(BRIEF) Which lines of the entries below hold the word "ItemsServiceError"? Report each of them.
-- -- --
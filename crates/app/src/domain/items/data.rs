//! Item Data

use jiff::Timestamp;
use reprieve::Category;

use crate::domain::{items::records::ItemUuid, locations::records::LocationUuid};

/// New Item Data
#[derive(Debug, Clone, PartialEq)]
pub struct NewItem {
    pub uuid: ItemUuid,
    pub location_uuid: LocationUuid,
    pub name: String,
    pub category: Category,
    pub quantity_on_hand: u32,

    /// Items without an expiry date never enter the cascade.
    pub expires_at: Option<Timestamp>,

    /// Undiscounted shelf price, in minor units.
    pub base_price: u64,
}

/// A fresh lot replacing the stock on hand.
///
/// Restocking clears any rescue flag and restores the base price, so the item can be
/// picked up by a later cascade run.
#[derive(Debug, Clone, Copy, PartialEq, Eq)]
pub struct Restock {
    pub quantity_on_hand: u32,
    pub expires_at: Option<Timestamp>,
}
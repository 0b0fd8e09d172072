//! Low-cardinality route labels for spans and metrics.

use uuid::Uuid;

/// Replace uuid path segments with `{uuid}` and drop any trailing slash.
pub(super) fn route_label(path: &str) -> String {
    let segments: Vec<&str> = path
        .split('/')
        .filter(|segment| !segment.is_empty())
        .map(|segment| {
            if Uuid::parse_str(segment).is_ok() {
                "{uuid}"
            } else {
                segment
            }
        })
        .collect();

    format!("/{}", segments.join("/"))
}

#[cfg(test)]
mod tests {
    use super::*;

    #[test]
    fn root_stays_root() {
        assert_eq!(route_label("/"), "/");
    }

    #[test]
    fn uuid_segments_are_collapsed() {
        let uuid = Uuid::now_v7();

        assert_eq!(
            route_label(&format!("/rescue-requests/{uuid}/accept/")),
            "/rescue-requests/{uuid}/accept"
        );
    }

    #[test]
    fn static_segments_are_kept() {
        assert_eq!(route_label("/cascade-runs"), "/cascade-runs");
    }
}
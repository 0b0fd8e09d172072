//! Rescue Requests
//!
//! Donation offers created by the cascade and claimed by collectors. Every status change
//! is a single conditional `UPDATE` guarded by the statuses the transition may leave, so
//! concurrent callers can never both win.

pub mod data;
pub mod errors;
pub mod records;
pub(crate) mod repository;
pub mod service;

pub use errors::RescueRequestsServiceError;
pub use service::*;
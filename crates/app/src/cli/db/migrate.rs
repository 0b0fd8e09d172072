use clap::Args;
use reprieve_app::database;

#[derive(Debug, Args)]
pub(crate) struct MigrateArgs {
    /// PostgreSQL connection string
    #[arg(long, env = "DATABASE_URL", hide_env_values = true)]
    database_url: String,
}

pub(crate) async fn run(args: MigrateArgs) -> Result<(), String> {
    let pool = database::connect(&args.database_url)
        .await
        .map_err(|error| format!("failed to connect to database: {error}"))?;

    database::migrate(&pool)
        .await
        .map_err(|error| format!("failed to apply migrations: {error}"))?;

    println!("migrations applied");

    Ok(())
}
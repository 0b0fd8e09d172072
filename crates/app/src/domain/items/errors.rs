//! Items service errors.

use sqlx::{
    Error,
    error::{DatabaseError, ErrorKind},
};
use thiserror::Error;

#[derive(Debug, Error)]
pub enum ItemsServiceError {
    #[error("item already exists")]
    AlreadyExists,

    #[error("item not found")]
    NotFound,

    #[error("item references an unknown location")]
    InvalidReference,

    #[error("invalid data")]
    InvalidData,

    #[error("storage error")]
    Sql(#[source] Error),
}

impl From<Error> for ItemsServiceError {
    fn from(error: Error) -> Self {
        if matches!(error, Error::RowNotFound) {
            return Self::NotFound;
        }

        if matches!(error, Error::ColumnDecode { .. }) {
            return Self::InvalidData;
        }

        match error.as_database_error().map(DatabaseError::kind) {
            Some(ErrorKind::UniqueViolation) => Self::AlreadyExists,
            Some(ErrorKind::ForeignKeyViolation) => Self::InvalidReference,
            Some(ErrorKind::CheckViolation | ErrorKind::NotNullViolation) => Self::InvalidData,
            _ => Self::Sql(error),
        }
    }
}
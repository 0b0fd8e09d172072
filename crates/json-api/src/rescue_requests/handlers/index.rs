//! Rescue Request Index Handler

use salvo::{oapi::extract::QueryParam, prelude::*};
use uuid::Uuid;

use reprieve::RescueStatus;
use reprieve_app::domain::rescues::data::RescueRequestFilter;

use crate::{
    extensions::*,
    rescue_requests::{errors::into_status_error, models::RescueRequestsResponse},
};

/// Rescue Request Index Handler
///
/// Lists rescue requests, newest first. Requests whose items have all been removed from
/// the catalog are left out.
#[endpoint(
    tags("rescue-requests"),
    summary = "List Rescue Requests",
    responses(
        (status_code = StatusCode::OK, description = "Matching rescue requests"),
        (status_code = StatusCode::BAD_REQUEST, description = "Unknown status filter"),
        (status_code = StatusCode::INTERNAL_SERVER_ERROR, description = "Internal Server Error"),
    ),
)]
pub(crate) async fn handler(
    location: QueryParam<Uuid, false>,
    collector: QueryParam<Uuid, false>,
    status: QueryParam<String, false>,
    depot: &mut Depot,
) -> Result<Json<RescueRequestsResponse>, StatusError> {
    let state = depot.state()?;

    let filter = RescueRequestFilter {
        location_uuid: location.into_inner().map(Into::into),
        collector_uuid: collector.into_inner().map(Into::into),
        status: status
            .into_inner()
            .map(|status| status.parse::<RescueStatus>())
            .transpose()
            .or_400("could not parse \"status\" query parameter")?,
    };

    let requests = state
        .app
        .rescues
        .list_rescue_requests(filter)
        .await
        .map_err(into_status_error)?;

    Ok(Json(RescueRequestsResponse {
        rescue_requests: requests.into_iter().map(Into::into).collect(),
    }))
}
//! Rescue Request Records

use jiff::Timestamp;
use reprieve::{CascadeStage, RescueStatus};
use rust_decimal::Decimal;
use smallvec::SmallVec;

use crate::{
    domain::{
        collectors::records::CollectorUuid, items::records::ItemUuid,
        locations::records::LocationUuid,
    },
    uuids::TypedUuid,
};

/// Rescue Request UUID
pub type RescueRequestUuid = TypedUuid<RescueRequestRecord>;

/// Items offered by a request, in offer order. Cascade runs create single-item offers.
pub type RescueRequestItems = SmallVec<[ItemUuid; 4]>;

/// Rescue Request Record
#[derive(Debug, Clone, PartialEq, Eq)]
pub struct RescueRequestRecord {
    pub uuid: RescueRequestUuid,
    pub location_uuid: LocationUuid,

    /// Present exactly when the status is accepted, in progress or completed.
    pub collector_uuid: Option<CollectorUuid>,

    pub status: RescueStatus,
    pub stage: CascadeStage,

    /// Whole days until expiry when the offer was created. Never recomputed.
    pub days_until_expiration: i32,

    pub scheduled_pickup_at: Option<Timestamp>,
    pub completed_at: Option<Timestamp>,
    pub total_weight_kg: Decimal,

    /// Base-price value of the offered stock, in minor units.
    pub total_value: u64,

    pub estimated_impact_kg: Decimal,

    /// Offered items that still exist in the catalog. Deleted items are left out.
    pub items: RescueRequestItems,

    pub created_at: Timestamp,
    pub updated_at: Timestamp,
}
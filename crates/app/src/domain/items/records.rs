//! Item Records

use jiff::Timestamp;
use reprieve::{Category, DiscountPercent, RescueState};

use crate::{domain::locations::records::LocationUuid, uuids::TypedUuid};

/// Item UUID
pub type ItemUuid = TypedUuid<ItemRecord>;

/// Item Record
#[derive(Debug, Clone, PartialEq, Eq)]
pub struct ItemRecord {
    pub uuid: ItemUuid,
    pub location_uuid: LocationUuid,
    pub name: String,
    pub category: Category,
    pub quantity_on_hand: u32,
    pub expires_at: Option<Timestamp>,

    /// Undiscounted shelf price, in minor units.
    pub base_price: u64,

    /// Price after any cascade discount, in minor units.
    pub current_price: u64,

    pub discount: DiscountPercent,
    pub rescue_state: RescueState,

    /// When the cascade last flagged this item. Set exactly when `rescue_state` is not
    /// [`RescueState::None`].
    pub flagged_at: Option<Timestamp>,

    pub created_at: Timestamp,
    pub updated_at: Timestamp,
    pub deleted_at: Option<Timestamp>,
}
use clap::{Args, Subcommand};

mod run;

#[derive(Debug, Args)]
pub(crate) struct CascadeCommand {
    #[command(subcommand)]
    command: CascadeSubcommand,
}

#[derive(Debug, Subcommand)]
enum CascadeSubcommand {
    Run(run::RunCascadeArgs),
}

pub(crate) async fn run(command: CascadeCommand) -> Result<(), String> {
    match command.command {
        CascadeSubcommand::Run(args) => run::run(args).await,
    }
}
-- -- --
(RESULT)
pub enum ItemsServiceError {
impl From<Error> for ItemsServiceError {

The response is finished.